On one occasion the King and Queen had been entertaining the ambassadors of the Duke of Brittany at their country-house at Pardo. Returning to Madrid after three days’ hunting, they found on nearing the city that Beltran de La Cueva, gorgeously arrayed, was waiting lance in hand to challenge all who came by that road. This was a form of entertainment highly popular with the chivalry of the time; and the tiers of scaffolding erected for spectators were soon crowded.
Every knight, as he rode up, was summoned to tilt six rounds with the Mayordomo or to leave his left glove in token of his cowardice. If he succeeded in shivering three lances, he might go to a wooden archway, resplendent with letters of gold, and from there take the initial of the lady of his choice. This famous “Passage of Arms” lasted from morning till sunset; and thus to the satisfaction of the Court did Beltran de La Cueva maintain the cause of an unknown beauty, to whom rumour gave no less a name than that of royalty itself.
If the King had his suspicions, they did not hinder his pleasure in the spectacle; and he proceeded to celebrate the event by establishing a monastery on the site, to be called “San Jeronimo del Paso,” or “Saint Jerome of the Passage of Arms.” Such an origin for a religious foundation was to say the least of it bizarre; yet it compares favourably with Henry’s cynical appointment of a discarded mistress as abbess of a convent in Toledo, on the excuse that the said convent was in need of reform.
Little good could be expected from a Court whose rulers set such an example of licence and selfish pleasure; but, fortunately for Castile, her hopes for the future lay not in the idle throng that surrounded Henry IV. and Joanna, but in the old walled town of Arévalo. Here, since the death of John II., had lived his widow, Isabel of Portugal, and her two children, in an atmosphere rendered doubly retired by her own permanent ill-health.
“Her illness,” according to the chronicler, “was so grievous and constant that she could in no way recover”; and with conventional propriety he attributes the cause to grief at the loss of her husband. This may have been, though John II. was hardly the type of man to inspire une grande passion. It is more likely that her mind was already the prey of the burden of melancholy that became the curse of her descendants; and that the malady was aggravated by the uncertainty of her new position.
According to one of the royal chaplains Henry treated his half-brother and sister “with much love and honour and no less the Queen their mother.” This account, however, conflicts with Pulgar’s description of Isabel as “brought up in great necessity.” It is more than probable that the fortunes of the family at Arévalo varied with the policy or whim of the Marquis of Villena; and thus, in her most impressionable years, the little Princess learned her first lessons in the hard school of experience. Such a theory would explain the extraordinary discretion and foresight she displayed at an age when most girls are still dreaming of unrealities. If the contrast is not wholly to her advantage, and precocity is seldom charming, we must remember that only sheltered fruit can keep its bloom. What Isabel lost of childish softness, she gained in self-reliance and a shrewd estimate of the difference between true and false.

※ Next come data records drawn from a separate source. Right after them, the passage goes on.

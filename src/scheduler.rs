//! Step orchestration - dispatching the kernel over the four chunk groups.
//!
//! One simulation step runs groups A, B, C, D in that fixed order. Within a
//! group every active chunk is an independent task; tasks never suspend or
//! block, and the only synchronization point in the whole engine is the
//! barrier at the end of each group. The ordering matters because a chunk's
//! processing window overlaps windows of chunks in *other* groups; within a
//! group the partition invariant makes any interleaving safe, but group N+1
//! must not start before group N's writes are fully visible.

use crate::chunk::{ChunkGroup, ChunkMap};
use crate::grid::CellGrid;
use crate::material::MaterialRegistry;
use crate::physics::simulate_chunk;
use crate::profiler::{Profiler, StepSection};

#[cfg(feature = "parallel")]
use rayon::prelude::*;

/// Orchestrates simulation steps over a worker pool.
///
/// With the `parallel` feature the chunks of a group fan out across rayon's
/// pool; without it the same group order runs on one thread. Either way the
/// results are identical: all kernel randomness is seeded per chunk and all
/// same-group writes are disjoint.
pub struct GroupScheduler {
    profiler: Profiler,
}

impl GroupScheduler {
    pub fn new() -> Self {
        Self {
            profiler: Profiler::new(),
        }
    }

    /// Advance the grid by one step. A step either completes fully or the
    /// engine is corrupt; there is no partial-step rollback.
    pub fn run_step(
        &mut self,
        grid: &mut CellGrid,
        chunks: &mut ChunkMap,
        registry: &MaterialRegistry,
        step: u64,
    ) {
        for group in ChunkGroup::ALL {
            if cfg!(feature = "profile") {
                self.profiler.begin_section(StepSection::for_group(group));
            }
            let chunk_view: &ChunkMap = chunks;
            let active = chunk_view.active_chunks(group);
            if !active.is_empty() {
                let shared = grid.shared();

                #[cfg(feature = "parallel")]
                active
                    .par_iter()
                    .for_each(|&coord| simulate_chunk(shared, chunk_view, registry, coord, step));

                #[cfg(not(feature = "parallel"))]
                for &coord in &active {
                    simulate_chunk(shared, chunk_view, registry, coord, step);
                }
                // The par_iter (or loop) completing is the end-of-group
                // barrier: nothing from the next group starts before every
                // task here has finished.
            }
            if cfg!(feature = "profile") {
                self.profiler.end_section();
            }
        }

        if cfg!(feature = "profile") {
            self.profiler.begin_section(StepSection::ActivityRollover);
        }
        chunks.advance_activity();
        if cfg!(feature = "profile") {
            self.profiler.end_section();
        }
        self.profiler.mark_step();
    }

    pub fn profiler(&self) -> &Profiler {
        &self.profiler
    }

    pub fn profiler_mut(&mut self) -> &mut Profiler {
        &mut self.profiler
    }
}

impl Default for GroupScheduler {
    fn default() -> Self {
        Self::new()
    }
}

#[cfg(test)]
mod tests {
    use super::*;
    use crate::chunk::{ChunkCoord, DEFAULT_CHUNK_SIZE};
    use crate::grid::Cell;
    use crate::material::{MaterialRegistry, SAND, STONE};

    fn run_steps(
        grid: &mut CellGrid,
        chunks: &mut ChunkMap,
        registry: &MaterialRegistry,
        scheduler: &mut GroupScheduler,
        from: u64,
        count: u64,
    ) {
        for step in from..from + count {
            scheduler.run_step(grid, chunks, registry, step);
        }
    }

    #[test]
    fn test_idle_grid_is_untouched_and_free() {
        let registry = MaterialRegistry::default_set();
        let mut grid = CellGrid::new(256, 256);
        let mut chunks = ChunkMap::new(256, 256, DEFAULT_CHUNK_SIZE);
        let mut scheduler = GroupScheduler::new();

        // A settled solid: stone marks no activity once flags cool down.
        grid.set(10, 10, Cell::of(STONE));
        chunks.mark_dirty(10, 10);
        run_steps(&mut grid, &mut chunks, &registry, &mut scheduler, 0, 3);
        assert_eq!(chunks.active_chunk_count(), 0);

        let before = grid.cells().to_vec();
        run_steps(&mut grid, &mut chunks, &registry, &mut scheduler, 3, 10);
        assert_eq!(grid.cells(), &before[..]);
        assert_eq!(chunks.active_chunk_count(), 0);
    }

    #[test]
    fn test_sand_falls_across_chunk_boundary() {
        let registry = MaterialRegistry::default_set();
        let mut grid = CellGrid::new(128, 256);
        let mut chunks = ChunkMap::new(128, 256, DEFAULT_CHUNK_SIZE);
        let mut scheduler = GroupScheduler::new();

        // Just above the seam between chunk rows 0 and 1.
        grid.set(40, 62, Cell::of(SAND));
        chunks.mark_dirty(40, 62);

        run_steps(&mut grid, &mut chunks, &registry, &mut scheduler, 0, 40);

        let census = grid.census();
        assert_eq!(census[SAND.index()], 1, "sand was lost or duplicated");
        let below_seam = (64..256).any(|y| {
            (0..128).any(|x| grid.get(x, y).map(|c| c.material) == Some(SAND))
        });
        assert!(below_seam, "sand never crossed the chunk seam");
    }

    #[test]
    fn test_step_rolls_activity_once() {
        let registry = MaterialRegistry::default_set();
        let mut grid = CellGrid::new(128, 128);
        let mut chunks = ChunkMap::new(128, 128, DEFAULT_CHUNK_SIZE);
        let mut scheduler = GroupScheduler::new();

        chunks.mark_dirty(0, 0);
        scheduler.run_step(&mut grid, &mut chunks, &registry, 0);
        // Dirty rolled into the cool-down flag; the empty chunk wrote
        // nothing, so one more step retires it.
        assert!(chunks.is_active(ChunkCoord::new(0, 0)));
        scheduler.run_step(&mut grid, &mut chunks, &registry, 1);
        assert!(!chunks.is_active(ChunkCoord::new(0, 0)));
    }
}
//! Per-chunk scan loop and the window through which all kernel access flows.

use crate::chunk::{CellRect, ChunkCoord, ChunkMap};
use crate::grid::{Cell, SharedCells};
use crate::material::{BehaviorType, MaterialRegistry};
use crate::physics::{movement, settle, ChunkRng};

/// Result of probing a candidate target cell.
pub(crate) enum Probe {
    /// Target is Empty; the mover may enter.
    Open,
    /// Target holds a movable material of strictly lower density; the cells
    /// may swap.
    Displace(Cell),
    /// Solid, denser, out of window or out of grid. Treated identically:
    /// no move, no error.
    Blocked,
}

/// A chunk task's view of the world for one step.
///
/// Every read and write is confined to the chunk's processing window; probes
/// outside it report `Blocked` and writes outside it are dropped. Combined
/// with the partition invariant this is what makes same-group tasks safe to
/// run under any interleaving.
pub(crate) struct ChunkWindow<'a> {
    cells: SharedCells<'a>,
    window: CellRect,
    chunks: &'a ChunkMap,
    registry: &'a MaterialRegistry,
    pub rng: ChunkRng,
    /// Stamp written into cells that move this step, so the scan does not
    /// process them a second time. Never zero, the fresh-cell stamp.
    pub stamp: u8,
}

impl<'a> ChunkWindow<'a> {
    #[inline]
    pub fn registry(&self) -> &MaterialRegistry {
        self.registry
    }

    /// Read a cell inside the window. Outside the window (or the grid) there
    /// is nothing to see: `None`.
    #[inline]
    pub fn get(&self, x: i32, y: i32) -> Option<Cell> {
        if self.window.contains(x, y) {
            self.cells.get(x, y)
        } else {
            None
        }
    }

    /// Write a cell inside the window, flagging the owning chunk dirty when
    /// the stored value actually changes. Writes outside the window are
    /// dropped.
    pub fn put(&self, x: i32, y: i32, cell: Cell) {
        if !self.window.contains(x, y) {
            return;
        }
        if self.cells.get(x, y) == Some(cell) {
            return;
        }
        self.cells.set(x, y, cell);
        self.chunks.mark_dirty(x, y);
    }

    /// Probe the cell at (x, y) as a movement target for a mover of the
    /// given density.
    pub fn probe(&self, mover_density: u8, x: i32, y: i32) -> Probe {
        match self.get(x, y) {
            None => Probe::Blocked,
            Some(c) if c.is_empty() => Probe::Open,
            Some(c) => {
                let def = self.registry.lookup(c.material);
                if def.behavior.is_movable() && def.density < mover_density {
                    Probe::Displace(c)
                } else {
                    Probe::Blocked
                }
            }
        }
    }

    /// Whether the cell at (x, y) is Empty (out of window counts as not).
    #[inline]
    pub fn is_open(&self, x: i32, y: i32) -> bool {
        matches!(self.get(x, y), Some(c) if c.is_empty())
    }
}

/// Stamp value for a step: low bits of the counter, biased away from zero so
/// it never collides with the fresh-cell default. A cell that last moved
/// exactly 255 steps ago can be skipped for one step by the wraparound; such
/// cells have been resting the whole time, so nothing visible comes of it.
#[inline]
fn step_stamp(step: u64) -> u8 {
    (step % 255) as u8 + 1
}

/// Run the three-phase kernel over one chunk.
///
/// Rows are processed bottom to top so a row's final state is fixed before
/// the row above attempts to move into it; scan direction alternates per row
/// (keyed off step and row parity) to avoid directional bias.
pub fn simulate_chunk(
    cells: SharedCells<'_>,
    chunks: &ChunkMap,
    registry: &MaterialRegistry,
    coord: ChunkCoord,
    step: u64,
) {
    let bounds = chunks.bounds(coord);
    let mut win = ChunkWindow {
        cells,
        window: chunks.window(coord),
        chunks,
        registry,
        rng: ChunkRng::new(step, coord),
        stamp: step_stamp(step),
    };

    for y in (bounds.y0..bounds.y1).rev() {
        if (step + y as u64) % 2 == 0 {
            for x in bounds.x0..bounds.x1 {
                update_cell(&mut win, x, y);
            }
        } else {
            for x in (bounds.x0..bounds.x1).rev() {
                update_cell(&mut win, x, y);
            }
        }
    }
}

fn update_cell(win: &mut ChunkWindow<'_>, x: i32, y: i32) {
    let Some(cell) = win.get(x, y) else {
        return;
    };
    let behavior = win.registry.behavior(cell.material);
    if behavior.is_static() {
        return;
    }
    // Already moved here earlier this step (e.g. a gas that rose into rows
    // the scan has not reached yet, or a neighbor group's write).
    if cell.stamp == win.stamp {
        return;
    }

    let outcome = movement::apply(win, x, y, cell, behavior);
    settle::friction(win, &outcome);
    if behavior == BehaviorType::Powder || behavior == BehaviorType::Gas {
        settle::rest(win, outcome.x, outcome.y, behavior);
    }
}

Though far enough removed from the succession to escape the flattery that had ruined her elder brother, she was early a pawn on the political chess-board, and by the age of six had made her début in the matrimonial market. Henry IV. and King John of Navarre were at that time eager to show their mutual love and confidence; and a double alliance was suggested that would make this patent to all the world. For Isabel was destined John’s favourite son, the five-year-old Ferdinand, while the latter’s sister Leonora was chosen as bride for the little Alfonso, Henry’s half-brother.
Amid all the turns of Fortune’s wheel that were to bring in search of Isabel’s hand now one suitor, now another, this first alliance alone was to reach consummation; yet few, versed in the changing politics of the day, could have believed it likely. The kings had sworn eternal friendship; but in little more than twelve months an event happened that made of their treaties and complimentary letters a heap of waste paper.
In 1458, Alfonso V. died at Naples leaving his newly acquired Italian kingdom to his illegitimate son Ferrante, and the rest of his dominions, including the island of Sicily, to his brother John. The latter was now in a far stronger position than ever before; he need not depend on Henry’s friendship; indeed his inheritance from past rulers was rather a policy of feud and aggression against the neighbouring kingdom, while the influence of his father-in-law, the Admiral of Castile, drew him in the same direction.
This Admiral, Don Fadrique Enriquez, was himself a descendant of the royal House of Trastamara; and his haughty and choleric nature found the dreary level of loyalty little to its taste. His sense of importance, vastly increased by his daughter’s brilliant marriage, revelled in plots of all sorts; and soon conspiracy was afoot, and he and the majority of Castilian nobles were secretly leagued with John of Aragon against their own sovereign. Even the Marquis of Villena consented to flirt with their proposals, in the hope of reaping some benefit; while his uncle, the Archbishop of Toledo, and his brother, Don Pedro Giron, Master of Calatrava, were amongst the leading members of the league.